Ian Narine believes that we have been doing finance all wrong.
And he wants to correct that.
“I know that’s a bold statement to make but think about it. If it’s fair to say that 90 per cent of people have financial challenges, then how could we be doing it right when so many people are in difficulty?” Narine told the Business Guardian.
“We either blame people and say it’s their fault or we sit and think about what we can do differently to help more people improve their financial well-being. This is what I am trying to do,” he said.
And Narine is speaking from a place of knowledge and experience, as he has been climbing the ladder in financial services for more than 25 years.
Narine, the current chairman of the T&T Stock Exchange, has held top positions in the financial sector.
Over the past eight years, he has built a practice as an independent financial consultant. He has written a column for the Business Guardian for almost 20 years.
“Through all of this journey, something was missing. I hope to fill that gap,” Narine said.
And so Narine embarked on a personal finance project to try to make more and better quality financial advice available to a wider cross-section of the local public.
It is titled “The 1st Principle of Money.”
“If I can sum this up in one sentence, it is ‘Mastering the 1st Principle of Money’ is your path to wealth,” Narine said.

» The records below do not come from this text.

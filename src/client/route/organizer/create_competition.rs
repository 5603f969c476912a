use dioxus::prelude::*;
use dioxus_logger::tracing;
use league_api::model::competition::{CompetitionStatus, OrganizerCompetitionDto};

use crate::client::{
    api::use_client, component::Page, constant::SITE_NAME, model::auth::use_user_id,
    router::Route,
};

use super::competition_form::CompetitionForm;

#[component]
pub fn OrganizerCreateCompetition() -> Element {
    let client = use_client();
    let organizer_id = use_user_id();
    let nav = navigator();

    let mut saving = use_signal(|| false);
    let mut failure = use_signal(|| None::<String>);

    let on_submit = move |competition: OrganizerCompetitionDto| {
        let client = client.clone();
        // New competitions open as upcoming unless the form said otherwise.
        let competition = OrganizerCompetitionDto {
            status: competition.status.clone().or(Some(CompetitionStatus::Upcoming)),
            ..competition
        };
        saving.set(true);
        failure.set(None);
        spawn(async move {
            match client.competitions().create(organizer_id, &competition).await {
                Ok(created) => match created.id {
                    Some(id) => {
                        nav.push(Route::OrganizerCompetitionDetail { id });
                    }
                    None => {
                        nav.push(Route::OrganizerCompetitions {});
                    }
                },
                Err(err) => {
                    tracing::error!("Failed to create competition: {}", err);
                    failure.set(Some(err.user_message()));
                }
            }
            saving.set(false);
        });
    };

    rsx! {
        Title { "New competition | {SITE_NAME}" }
        Page {
            class: "flex flex-col items-center w-full",
            CompetitionForm {
                initial: OrganizerCompetitionDto::default(),
                title: "New competition",
                submit_label: "Create",
                busy_label: "Creating...",
                saving: saving(),
                failure: failure(),
                on_submit,
                on_cancel: move |_| {
                    nav.push(Route::OrganizerCompetitions {});
                },
            }
        }
    }
}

“Most people strive to be rich but if they understood what it means to be wealthy they would opt for being wealthy over being rich. They should strive to be both but being wealthy is definitely more important,” he said.
Narine breaks down the difference between being wealthy and being rich on the website for “The 1st Principle of Money” located at www.1stpom.com.
The website is also where interested people can visit to add their email to the pre-launch list to receive a special discount.
“Even if you are just curious, visit the website and join the list, it could be well worth your while because this is the programme you need without knowing that you needed it,” he said.
So why did Narine decide to do a programme like this?
Well, because he believes that in finance our natural tendency is to “skip steps.”
“We are always searching for more and we skip steps and look for shortcuts to get there. We want to get more money quickly,” Narine said.
“Since this is our natural way then marketers will pick up on this and also promise you more for doing less. Convenience in a product makes it easier to sell. So your natural tendency is to skip steps and then there is everything that you see and consume that is also designed to help you to skip steps,” he said.
Narine said while that may work in other aspects of our life it does not work when it comes to money.
“The more you skip steps, the shakier the financial foundation that you are standing on. When things don’t go according to plan, and over the course of your life they inevitably will, you must have basic principles that you have mastered that you can fall back on,” Narine said.
Narine said in other disciplines, such as sport, when things are not working out you are told to go back to the basics and work your way out and that will help you to come out of your rut.
But how many people have a money technique or a money system that works for them, Narine questioned.
“I am not talking about saving more or investing better. Those are outcomes. Your technique is the decisions and actions that you take in a moment to get to the outcome you want,” Narine said.
“Most people don’t have that. They rely on luck and chance. When it comes to money we have no basics in place. If we have nothing to fall back on then we end up anxious, frustrated, fearful,” he said.
And that’s where many people find themselves every day, Narine said.
Narine said the mistake that everyone makes is to think that money is “about the numbers and the math.”
“That’s just a small percentage of the equation. Most of money is about your emotions, behaviours, habits, and mindsets. Personal finance is 10 per cent math (finance) and 90 per cent about you (personal),” Narine said.
Narine said we have been ignoring the 90 per cent of the equation and that’s why so many people are challenged.
“How many people save money and then one day they see a large enough balance when they look at their statement and then decide they will spend some of it? That decision isn’t based on math, that decision is based on emotions. It’s not about whether it is right or wrong. I am just pointing out that most of our interactions with money are emotional and this side of money, what I call the human side of money is the part we all ignore. That’s why this programme is different,” he said.
Narine said we teach people what is a credit card and how to use it but that’s a “small almost inconsequential part of the story.”
“How many people run up credit card debt because they didn’t monitor their statement balance properly because they were scared to look at it? How many people freeze when they sit down to work out their finances? How many people just spend and hope for the best and say they will deal with whatever whenever? How many people try to invest but when the price of their investment.”